Currencies like bitcoin, Ethereum and or even Dogecoin have been on a tear this year, reminding some investors of the 2017 crypto bubble in which Bitcoin blasted toward $20,000, only to descend as low as $3,122 a year later.
In Bailey’s idea they have no intrinsic value. This doesn’t mean to say people don’t put value on them, because they can have extrinsic value. But they have no intrinsic value.
Investing in Cryptocurrencies , or investments and lending linked to them, usually involves high risks with investors. So, yes if you want to invest in these types of products, you should be prepared to lose all your money.
Bitcoin is up over 90% so far in this year, to rising interest from institutional investors and corporate buyers such as Tesla. This electric car company bought $1.5 billion worth of Bitcoin earlier this year, and the value of its holdings have since raised to nearly $2.5 billion.
Bitcoin’s fans see it as a store of value dependent to gold because of its rare supply , as you know only 21 million Bitcoins can ever be minted, arguing that the cryptocurrency can act as a hedge against inflation as central banks around the world print money to relieve coronavirus-battered economies.
Pessimists view Bitcoin as a market bubble waiting to burst. Michael Hartnett, chief investment strategist at Bank of America Securities, said bitcoin’s round up looks like the “mother of all bubbles,” while Alvine Capital’s Stephen Isaacs believes there are “no fundamentals with this product, period.”

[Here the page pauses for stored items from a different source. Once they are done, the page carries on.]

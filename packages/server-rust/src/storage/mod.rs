//! In-memory stores for the `Rulebase` server.
//!
//! - [`CollectionStore`]: collection definitions (the schema store)
//! - [`MemoryRecordStore`]: records, grouped per collection
//! - [`AdminStore`]: admin accounts with a cached total
//!
//! The schema and record stores implement the core provider traits so the
//! rule evaluator can read through them.

pub mod admins;
pub mod collections;
pub mod records;

pub use admins::AdminStore;
pub use collections::CollectionStore;
pub use records::{MemoryRecordStore, StorageError};

use rand::Rng;

const ID_ALPHABET: &[u8] = b"abcdefghijklmnopqrstuvwxyz0123456789";
const ID_LENGTH: usize = 15;
/// Longest id a client may choose for a new record.
pub const MAX_ID_LENGTH: usize = 64;

/// Generates a random 15 character lowercase alphanumeric id.
#[must_use]
pub fn generate_id() -> String {
    let mut rng = rand::rng();
    (0..ID_LENGTH)
        .map(|_| char::from(ID_ALPHABET[rng.random_range(0..ID_ALPHABET.len())]))
        .collect()
}

/// Client-chosen ids use the same alphabet as realtime topics, so every
/// record stays addressable as `collection/id`.
#[must_use]
pub fn is_valid_id(id: &str) -> bool {
    !id.is_empty()
        && id.len() <= MAX_ID_LENGTH
        && id
            .bytes()
            .all(|b| b.is_ascii_alphanumeric() || b == b'_' || b == b'-')
}
//! Server lifecycle phase and in-flight request accounting.
//!
//! The phase only moves forward: `Starting -> Ready -> Draining -> Stopped`.
//! Readiness checks read it lock-free; shutdown waits on the request
//! counter reaching zero.

use std::sync::atomic::{AtomicU64, Ordering};
use std::sync::Arc;
use std::time::Duration;

use arc_swap::ArcSwap;
use tokio::sync::Notify;

/// Lifecycle phase reported by `/health`.
#[derive(Debug, Clone, Copy, PartialEq, Eq)]
pub enum HealthState {
    Starting,
    /// Accepting REST requests and realtime connections.
    Ready,
    /// Shutdown signalled; realtime clients closed, requests finishing.
    Draining,
    Stopped,
}

impl HealthState {
    #[must_use]
    pub fn as_str(self) -> &'static str {
        match self {
            Self::Starting => "starting",
            Self::Ready => "ready",
            Self::Draining => "draining",
            Self::Stopped => "stopped",
        }
    }
}

#[derive(Debug)]
struct Requests {
    active: AtomicU64,
    idle: Notify,
}

/// Tracks the lifecycle phase and the requests still being served.
#[derive(Debug)]
pub struct ShutdownController {
    state: ArcSwap<HealthState>,
    requests: Arc<Requests>,
}

impl ShutdownController {
    #[must_use]
    pub fn new() -> Self {
        Self {
            state: ArcSwap::from_pointee(HealthState::Starting),
            requests: Arc::new(Requests {
                active: AtomicU64::new(0),
                idle: Notify::new(),
            }),
        }
    }

    pub fn set_ready(&self) {
        self.state.store(Arc::new(HealthState::Ready));
    }

    /// Enters `Draining`. Readiness starts failing from here on.
    pub fn trigger_shutdown(&self) {
        self.state.store(Arc::new(HealthState::Draining));
    }

    #[must_use]
    pub fn health_state(&self) -> HealthState {
        **self.state.load()
    }

    /// Counts a request until the guard drops, unwinding included.
    #[must_use]
    pub fn in_flight_guard(&self) -> InFlightGuard {
        self.requests.active.fetch_add(1, Ordering::AcqRel);
        InFlightGuard {
            requests: Arc::clone(&self.requests),
        }
    }

    #[must_use]
    pub fn in_flight_count(&self) -> u64 {
        self.requests.active.load(Ordering::Acquire)
    }

    /// Waits up to `timeout` for every guard to drop.
    ///
    /// On success the phase becomes `Stopped` and `true` is returned; on
    /// timeout the phase stays `Draining`.
    pub async fn wait_for_drain(&self, timeout: Duration) -> bool {
        let drained = tokio::time::timeout(timeout, async {
            loop {
                let idle = self.requests.idle.notified();
                if self.in_flight_count() == 0 {
                    return;
                }
                idle.await;
            }
        })
        .await
        .is_ok();

        if drained {
            self.state.store(Arc::new(HealthState::Stopped));
        }
        drained
    }
}

impl Default for ShutdownController {
    fn default() -> Self {
        Self::new()
    }
}

/// Held by a request for as long as it runs.
#[derive(Debug)]
pub struct InFlightGuard {
    requests: Arc<Requests>,
}

impl Drop for InFlightGuard {
    fn drop(&mut self) {
        if self.requests.active.fetch_sub(1, Ordering::AcqRel) == 1 {
            self.requests.idle.notify_waiters();
        }
    }
}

Meantime, alternative digital currencies have made even larger gains than Bitcoin. Ethereum, the native token of the Ethereum blockchain, has seen returns of more than 360% year-to-date, while meme-inspired crypto dogecoin is up a whopping 12,500%.
Analysts have accredited Dogecoins rise to tweets from celebrities like Elon Musk and Mark Cuban, as well as small investors buying the token on the free-trading app Robinhood.
At the same time, central banks are thinking whether they should issue their own digital currencies or not .
At last month, the Bank of England launched a joint task force with the Treasury goaled at exploring central bank digital currencies, or CBDCs. This bank believes that such a currency would exist alongside cash and bank deposits rather than replacing them.